### Required work
Search the records for lines that contain the word "persist". Copy them all.

### Extracted material
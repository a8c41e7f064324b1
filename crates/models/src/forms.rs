use crate::{day::DayCode, slot::TimeSlot, study_time::StudyTime};
use lazy_static::lazy_static;
use regex::Regex;
use serde::{Deserialize, Serialize};
use std::str::FromStr;

lazy_static! {
    static ref PHONE: Regex = Regex::new(r"^\+?[\d\s\-()]{7,20}$").unwrap();
}

/// A phone number is an optional leading `+` followed by digits, spaces,
/// dashes or parentheses, carrying 7 to 15 digits in total.
pub fn is_valid_phone(raw: &str) -> bool {
    let raw = raw.trim();
    if !PHONE.is_match(raw) {
        return false;
    }
    let digits = raw.chars().filter(|c| c.is_ascii_digit()).count();
    (7..=15).contains(&digits)
}

/// Per-field validation messages for re-rendering a form. Empty means the
/// submission passed.
#[derive(Debug, Clone, Default, PartialEq, Eq, Serialize)]
pub struct FormErrors {
    pub name: Option<String>,
    pub phone: Option<String>,
    pub goal: Option<String>,
    pub time: Option<String>,
}

impl FormErrors {
    pub fn is_empty(&self) -> bool {
        self.name.is_none() && self.phone.is_none() && self.goal.is_none() && self.time.is_none()
    }
}

fn checked_name(raw: &str, errors: &mut FormErrors) -> Option<String> {
    let name = raw.trim();
    if name.is_empty() {
        errors.name = Some("Укажите ваше имя".to_string());
        None
    } else {
        Some(name.to_string())
    }
}

fn checked_phone(raw: &str, errors: &mut FormErrors) -> Option<String> {
    let phone = raw.trim();
    if is_valid_phone(phone) {
        Some(phone.to_string())
    } else {
        errors.phone = Some("Укажите телефон в формате +7 (900) 123-45-67".to_string());
        None
    }
}

/// Raw fields of the "find me a tutor" form. Every field defaults to an empty
/// string so a missing input turns into a field error instead of a rejected
/// request body.
#[derive(Debug, Clone, Default, Serialize, Deserialize)]
pub struct RequestFormData {
    #[serde(default)]
    pub name: String,
    #[serde(default)]
    pub phone: String,
    #[serde(default)]
    pub goal: String,
    #[serde(default)]
    pub time: String,
}

/// A validated tutor-matching request, ready to persist
#[derive(Debug, Clone, PartialEq)]
pub struct RequestSubmission {
    pub name: String,
    pub phone: String,
    pub goal_id: i32,
    pub study_time: StudyTime,
}

impl RequestFormData {
    /// Checks every field and either yields a submission or the full set of
    /// field errors. Whether `goal_id` points at a real goal is for the
    /// caller to decide against the database.
    pub fn validate(&self) -> Result<RequestSubmission, FormErrors> {
        let mut errors = FormErrors::default();

        let name = checked_name(&self.name, &mut errors);
        let phone = checked_phone(&self.phone, &mut errors);

        let goal_id = match self.goal.trim().parse::<i32>() {
            Ok(id) => Some(id),
            Err(_) => {
                errors.goal = Some("Выберите цель занятий".to_string());
                None
            }
        };

        let study_time = match StudyTime::from_str(self.time.trim()) {
            Ok(time) => Some(time),
            Err(_) => {
                errors.time = Some("Выберите, сколько времени вы готовы заниматься".to_string());
                None
            }
        };

        match (name, phone, goal_id, study_time) {
            (Some(name), Some(phone), Some(goal_id), Some(study_time)) => Ok(RequestSubmission {
                name,
                phone,
                goal_id,
                study_time,
            }),
            _ => Err(errors),
        }
    }
}

/// Raw fields of the lesson booking form. `teacher_id`, `weekday` and `time`
/// are hidden inputs filled in by the booking page.
#[derive(Debug, Clone, Default, Serialize, Deserialize)]
pub struct BookingFormData {
    #[serde(default)]
    pub name: String,
    #[serde(default)]
    pub phone: String,
    #[serde(default)]
    pub teacher_id: String,
    #[serde(default)]
    pub weekday: String,
    #[serde(default)]
    pub time: String,
}

/// The hidden booking target, parsed
#[derive(Debug, Clone, Copy, PartialEq, Eq)]
pub struct BookingRefs {
    pub teacher_id: i32,
    pub day: DayCode,
    pub slot: TimeSlot,
}

/// A validated lesson booking, ready to persist
#[derive(Debug, Clone, PartialEq)]
pub struct BookingSubmission {
    pub name: String,
    pub phone: String,
    pub teacher_id: i32,
    pub day: DayCode,
    pub slot: TimeSlot,
}

/// Why a booking form was not accepted
#[derive(Debug, Clone, PartialEq, Eq)]
pub enum BookingFormIssue {
    /// Typed fields failed; the form can be re-rendered with messages
    Invalid(FormErrors),
    /// The hidden target fields do not parse; retyping cannot fix this
    BrokenReference,
}

impl BookingFormData {
    pub fn refs(&self) -> Option<BookingRefs> {
        let teacher_id = self.teacher_id.trim().parse::<i32>().ok()?;
        let day = DayCode::from_str(self.weekday.trim()).ok()?;
        let slot = TimeSlot::from_str(self.time.trim()).ok()?;
        Some(BookingRefs {
            teacher_id,
            day,
            slot,
        })
    }

    /// Hidden fields are re-validated on submission no matter what the
    /// booking page put into them.
    pub fn validate(&self) -> Result<BookingSubmission, BookingFormIssue> {
        let refs = match self.refs() {
            Some(refs) => refs,
            None => return Err(BookingFormIssue::BrokenReference),
        };

        let mut errors = FormErrors::default();
        let name = checked_name(&self.name, &mut errors);
        let phone = checked_phone(&self.phone, &mut errors);

        match (name, phone) {
            (Some(name), Some(phone)) => Ok(BookingSubmission {
                name,
                phone,
                teacher_id: refs.teacher_id,
                day: refs.day,
                slot: refs.slot,
            }),
            _ => Err(BookingFormIssue::Invalid(errors)),
        }
    }
}
use sea_orm::{ConnectOptions, Database, DatabaseConnection, DbErr};
use std::time::Duration;

/// Creates a database connection pool for the given URL
pub async fn connect(url: &str) -> Result<DatabaseConnection, DbErr> {
    let mut options = ConnectOptions::new(url);
    options
        .max_connections(16)
        .connect_timeout(Duration::from_secs(5))
        .sqlx_logging(false);
    Database::connect(options).await
}

/// Creates a throwaway in-memory database on a single connection. A pool of
/// `sqlite::memory:` connections would hand every caller its own empty
/// database.
pub async fn connect_in_memory() -> Result<DatabaseConnection, DbErr> {
    let mut options = ConnectOptions::new("sqlite::memory:");
    options.max_connections(1).sqlx_logging(false);
    Database::connect(options).await
}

### Exercise response
/// A validated tutor-matching request, ready to persist
/// A validated lesson booking, ready to persist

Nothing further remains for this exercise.